» **Work order**: Where a line of the data below has the string "ReconcilerConfig", copy that line.

────────

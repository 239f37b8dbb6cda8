//! Deletion of instances that are pending deletion or belong to a drained
//! instance group manager.
//!
//! Imports only from `crate::domain` and `crate::application::ports`.

use anyhow::{Context, Result};
use chrono::Utc;
use gce_backend_common::{
    Instance, InstanceGroupManager, InstanceKey, InstanceTemplate, InstanceTemplateRevision,
    MachineEvent,
};

use super::instance_state::set_deletion_time;
use crate::application::ports::{ComputeApi, EntityStore, EventSink};
use crate::domain::is_drained;

/// HTTP status the compute API answers with when the instance is already gone.
const ALREADY_DELETED_STATUS: u16 = 400;

/// Ask the instance's group manager to delete it.
///
/// The deletion time is recorded when the operation is `DONE` or when the
/// API reports the instance is no longer a member; any other status is only
/// logged.
///
/// # Errors
///
/// Returns an error if the compute call fails for any other reason or the
/// deletion time cannot be recorded.
pub async fn delete_instance(
    store: &impl EntityStore,
    compute: &impl ComputeApi,
    events: &impl EventSink,
    revision: &InstanceTemplateRevision,
    manager: &InstanceGroupManager,
    instance: &Instance,
) -> Result<()> {
    if instance.deletion_ts.is_some() {
        return Ok(());
    }
    let (Some(project), Some(url)) = (revision.project(), instance.url()) else {
        tracing::warn!(key = %instance.key, "instance cannot be deleted without project and URL");
        return Ok(());
    };

    let now = Utc::now();
    let group = manager.key.group_name();
    let result = compute
        .delete_instances(project, &group, manager.key.zone(), &[url.to_string()])
        .await;

    match result {
        Ok(operation) if operation.is_done() => {
            set_deletion_time(store, &instance.key, now).await?;
            tracing::info!(key = %instance.key, "instance deletion scheduled");
            events.send_event(MachineEvent::DeletionScheduled, &instance.hostname);
        }
        Ok(operation) => {
            let detail = serde_json::to_string_pretty(&operation)
                .unwrap_or_else(|_| format!("{operation:?}"));
            tracing::warn!(
                key = %manager.key,
                "instance group manager operation failed:\n{detail}"
            );
        }
        Err(err) if err.status_code() == Some(ALREADY_DELETED_STATUS) => {
            set_deletion_time(store, &instance.key, now).await?;
            tracing::info!(key = %instance.key, "instance already deleted");
            events.send_event(MachineEvent::DeletionSucceeded, &instance.hostname);
        }
        Err(err) => {
            return Err(err).with_context(|| format!("deleting instance {}", instance.key));
        }
    }
    Ok(())
}

/// Instance group manager and revision an instance belongs to, with a
/// warning for the first one missing.
async fn load_ancestors(
    store: &impl EntityStore,
    instance: &Instance,
) -> Result<Option<(InstanceGroupManager, InstanceTemplateRevision)>> {
    let manager_key = &instance.instance_group_manager;
    let Some(manager) = store.get::<InstanceGroupManager>(manager_key).await? else {
        tracing::warn!(key = %manager_key, "instance group manager does not exist");
        return Ok(None);
    };
    let Some(revision) = store
        .get::<InstanceTemplateRevision>(manager.key.parent())
        .await?
    else {
        tracing::warn!(key = %manager.key.parent(), "instance template revision does not exist");
        return Ok(None);
    };
    if revision.project().is_none() {
        tracing::warn!(key = %revision.key, "instance template revision project unspecified");
        return Ok(None);
    }
    Ok(Some((manager, revision)))
}

/// Delete an instance that was marked for deletion.
///
/// # Errors
///
/// Returns an error if the store cannot be read or the deletion fails.
pub async fn delete_pending(
    store: &impl EntityStore,
    compute: &impl ComputeApi,
    events: &impl EventSink,
    key: &InstanceKey,
) -> Result<()> {
    let Some(instance) = store.get::<Instance>(key).await? else {
        return Ok(());
    };
    if instance.deletion_ts.is_some() {
        return Ok(());
    }
    if !instance.pending_deletion {
        tracing::warn!(key = %key, "instance not pending deletion");
        return Ok(());
    }
    if instance.url().is_none() {
        tracing::warn!(key = %key, "instance URL unspecified");
        return Ok(());
    }
    let Some((manager, revision)) = load_ancestors(store, &instance).await? else {
        return Ok(());
    };
    delete_instance(store, compute, events, &revision, &manager, &instance).await
}

/// Delete an uncataloged instance whose group manager is drained.
///
/// # Errors
///
/// Returns an error if the store cannot be read or the deletion fails.
pub async fn delete_drained(
    store: &impl EntityStore,
    compute: &impl ComputeApi,
    events: &impl EventSink,
    key: &InstanceKey,
) -> Result<()> {
    let Some(instance) = store.get::<Instance>(key).await? else {
        tracing::warn!(key = %key, "instance does not exist");
        return Ok(());
    };
    if instance.deletion_ts.is_some() {
        return Ok(());
    }
    if instance.cataloged {
        tracing::warn!(key = %key, "instance is cataloged");
        return Ok(());
    }
    if instance.url().is_none() {
        tracing::warn!(key = %key, "instance URL unspecified");
        return Ok(());
    }
    let Some((manager, revision)) = load_ancestors(store, &instance).await? else {
        return Ok(());
    };
    let Some(template) = store.get::<InstanceTemplate>(revision.key.parent()).await? else {
        tracing::warn!(key = %revision.key.parent(), "instance template does not exist");
        return Ok(());
    };
    if !is_drained(&manager.key, &revision, &template) {
        tracing::warn!(key = %key, "instance is not drained");
        return Ok(());
    }
    delete_instance(store, compute, events, &revision, &manager, &instance).await
}
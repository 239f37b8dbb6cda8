//! `gce-backend config`: show the effective configuration.

use anyhow::{Context, Result};
use clap::Subcommand;
use serde::Serialize;

use crate::app::AppFlags;
use crate::domain::config::ReconcilerConfig;

#[derive(Serialize)]
struct ShownConfig<'a> {
    path: String,
    config: &'a ReconcilerConfig,
}

/// Config subcommands.
#[derive(Subcommand)]
pub enum ConfigCommand {
    /// Show the effective configuration
    Show,
}

/// Run the config command.
///
/// # Errors
///
/// Returns an error if the configuration cannot be loaded or serialized.
pub fn run(flags: &AppFlags, cmd: ConfigCommand) -> Result<()> {
    match cmd {
        ConfigCommand::Show => show_config(flags),
    }
}

fn show_config(flags: &AppFlags) -> Result<()> {
    let store = flags.config_store();
    let config = store.load()?;
    if flags.json {
        let value = ShownConfig {
            path: store.path()?.display().to_string(),
            config: &config,
        };
        println!(
            "{}",
            serde_json::to_string_pretty(&value).context("JSON serialization failed")?
        );
    } else {
        if !flags.quiet {
            println!("# {}", store.path()?.display());
        }
        print!(
            "{}",
            serde_yaml::to_string(&config).context("cannot serialize config")?
        );
    }
    Ok(())
}
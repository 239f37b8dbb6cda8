//! In-memory implementation of the `EntityStore` port.
//!
//! Records are held as JSON values per `(kind, id)` with a version counter.
//! Transactions are optimistic: read the record and its version, run the
//! mutation on a copy, and commit only if the version is still the same.
//! A lost race re-runs the mutation against the winner's record.

use std::collections::BTreeMap;

use anyhow::{Context, Result};
use gce_backend_common::Entity;
use tokio::sync::RwLock;

use crate::application::ports::EntityStore;
use crate::domain::StoreError;

/// Retries after the first conflicting commit before giving up.
pub const TRANSACTION_RETRIES: usize = 3;

/// Serialized store contents: kind → id → record.
pub type Snapshot = BTreeMap<String, BTreeMap<String, serde_json::Value>>;

#[derive(Debug, Clone)]
struct Versioned {
    version: u64,
    value: serde_json::Value,
}

/// Outcome of a transaction, with whether a write was committed.
#[derive(Debug)]
pub struct Committed<R> {
    pub value: R,
    pub wrote: bool,
}

/// Volatile entity store.
#[derive(Debug, Default)]
pub struct MemoryStore {
    tables: RwLock<BTreeMap<String, BTreeMap<String, Versioned>>>,
}

impl MemoryStore {
    #[must_use]
    pub fn new() -> Self {
        Self::default()
    }

    /// Build a store holding the records of `snapshot`.
    #[must_use]
    pub fn from_snapshot(snapshot: Snapshot) -> Self {
        let tables = snapshot
            .into_iter()
            .map(|(kind, records)| {
                let records = records
                    .into_iter()
                    .map(|(id, value)| (id, Versioned { version: 1, value }))
                    .collect();
                (kind, records)
            })
            .collect();
        Self {
            tables: RwLock::new(tables),
        }
    }

    /// Copy out every record.
    pub async fn snapshot(&self) -> Snapshot {
        self.tables
            .read()
            .await
            .iter()
            .map(|(kind, records)| {
                let records = records
                    .iter()
                    .map(|(id, record)| (id.clone(), record.value.clone()))
                    .collect();
                (kind.clone(), records)
            })
            .collect()
    }

    /// Unconditionally write `entity`, replacing any existing record.
    ///
    /// # Errors
    ///
    /// Returns an error if the entity cannot be serialized.
    pub async fn put<E: Entity>(&self, entity: &E) -> Result<()> {
        let value = serde_json::to_value(entity)
            .with_context(|| format!("serializing {} '{}'", E::KIND, entity.key()))?;
        let mut tables = self.tables.write().await;
        let record = tables
            .entry(E::KIND.to_string())
            .or_default()
            .entry(entity.key().to_string())
            .or_insert(Versioned {
                version: 0,
                value: serde_json::Value::Null,
            });
        record.version += 1;
        record.value = value;
        Ok(())
    }

    /// Transaction that also reports whether it wrote.
    ///
    /// # Errors
    ///
    /// Returns an error on a corrupt record, a key mismatch, or when every
    /// attempt loses to a concurrent writer.
    pub async fn transact_committed<E, R, F>(
        &self,
        key: &E::Key,
        mut mutate: F,
    ) -> Result<Committed<R>>
    where
        E: Entity,
        F: FnMut(&mut Option<E>) -> R,
    {
        let id = key.to_string();
        for attempt in 0..=TRANSACTION_RETRIES {
            let (version, current) = self.read_versioned::<E>(&id).await?;
            let mut next = current.clone();
            let value = mutate(&mut next);
            if next == current {
                return Ok(Committed {
                    value,
                    wrote: false,
                });
            }
            let Some(record) = next else {
                anyhow::bail!("removing {} '{id}' is not supported", E::KIND);
            };
            if record.key() != key {
                return Err(StoreError::KeyMismatch {
                    kind: E::KIND,
                    id,
                    found: record.key().to_string(),
                }
                .into());
            }
            if self.commit_if_unchanged(&id, version, &record).await? {
                return Ok(Committed { value, wrote: true });
            }
            tracing::debug!(kind = E::KIND, id = %id, attempt, "transaction conflict, retrying");
        }
        Err(StoreError::Contention {
            kind: E::KIND,
            id,
            attempts: TRANSACTION_RETRIES + 1,
        }
        .into())
    }

    /// Read a record together with its version (0 when absent).
    async fn read_versioned<E: Entity>(&self, id: &str) -> Result<(u64, Option<E>)> {
        let tables = self.tables.read().await;
        let Some(record) = tables.get(E::KIND).and_then(|records| records.get(id)) else {
            return Ok((0, None));
        };
        let entity = decode::<E>(id, &record.value)?;
        Ok((record.version, Some(entity)))
    }

    /// Write `entity` only if its record is still at `expected` version.
    async fn commit_if_unchanged<E: Entity>(
        &self,
        id: &str,
        expected: u64,
        entity: &E,
    ) -> Result<bool> {
        let value = serde_json::to_value(entity)
            .with_context(|| format!("serializing {} '{id}'", E::KIND))?;
        let mut tables = self.tables.write().await;
        let records = tables.entry(E::KIND.to_string()).or_default();
        let version = records.get(id).map_or(0, |record| record.version);
        if version != expected {
            return Ok(false);
        }
        records.insert(
            id.to_string(),
            Versioned {
                version: version + 1,
                value,
            },
        );
        Ok(true)
    }
}

fn decode<E: Entity>(id: &str, value: &serde_json::Value) -> Result<E> {
    serde_json::from_value(value.clone()).map_err(|e| {
        StoreError::Corrupt {
            kind: E::KIND,
            id: id.to_string(),
            reason: e.to_string(),
        }
        .into()
    })
}

impl EntityStore for MemoryStore {
    async fn get<E: Entity>(&self, key: &E::Key) -> Result<Option<E>> {
        let (_, entity) = self.read_versioned::<E>(&key.to_string()).await?;
        Ok(entity)
    }

    async fn query<E: Entity>(&self) -> Result<Vec<E>> {
        let tables = self.tables.read().await;
        let Some(records) = tables.get(E::KIND) else {
            return Ok(Vec::new());
        };
        records
            .iter()
            .map(|(id, record)| decode::<E>(id, &record.value))
            .collect()
    }

    async fn transact<E, R, F>(&self, key: &E::Key, mutate: F) -> Result<R>
    where
        E: Entity,
        F: FnMut(&mut Option<E>) -> R,
    {
        Ok(self.transact_committed(key, mutate).await?.value)
    }
}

────────

» **Answer to the problem**:
use crate::domain::config::ReconcilerConfig;
    config: &'a ReconcilerConfig,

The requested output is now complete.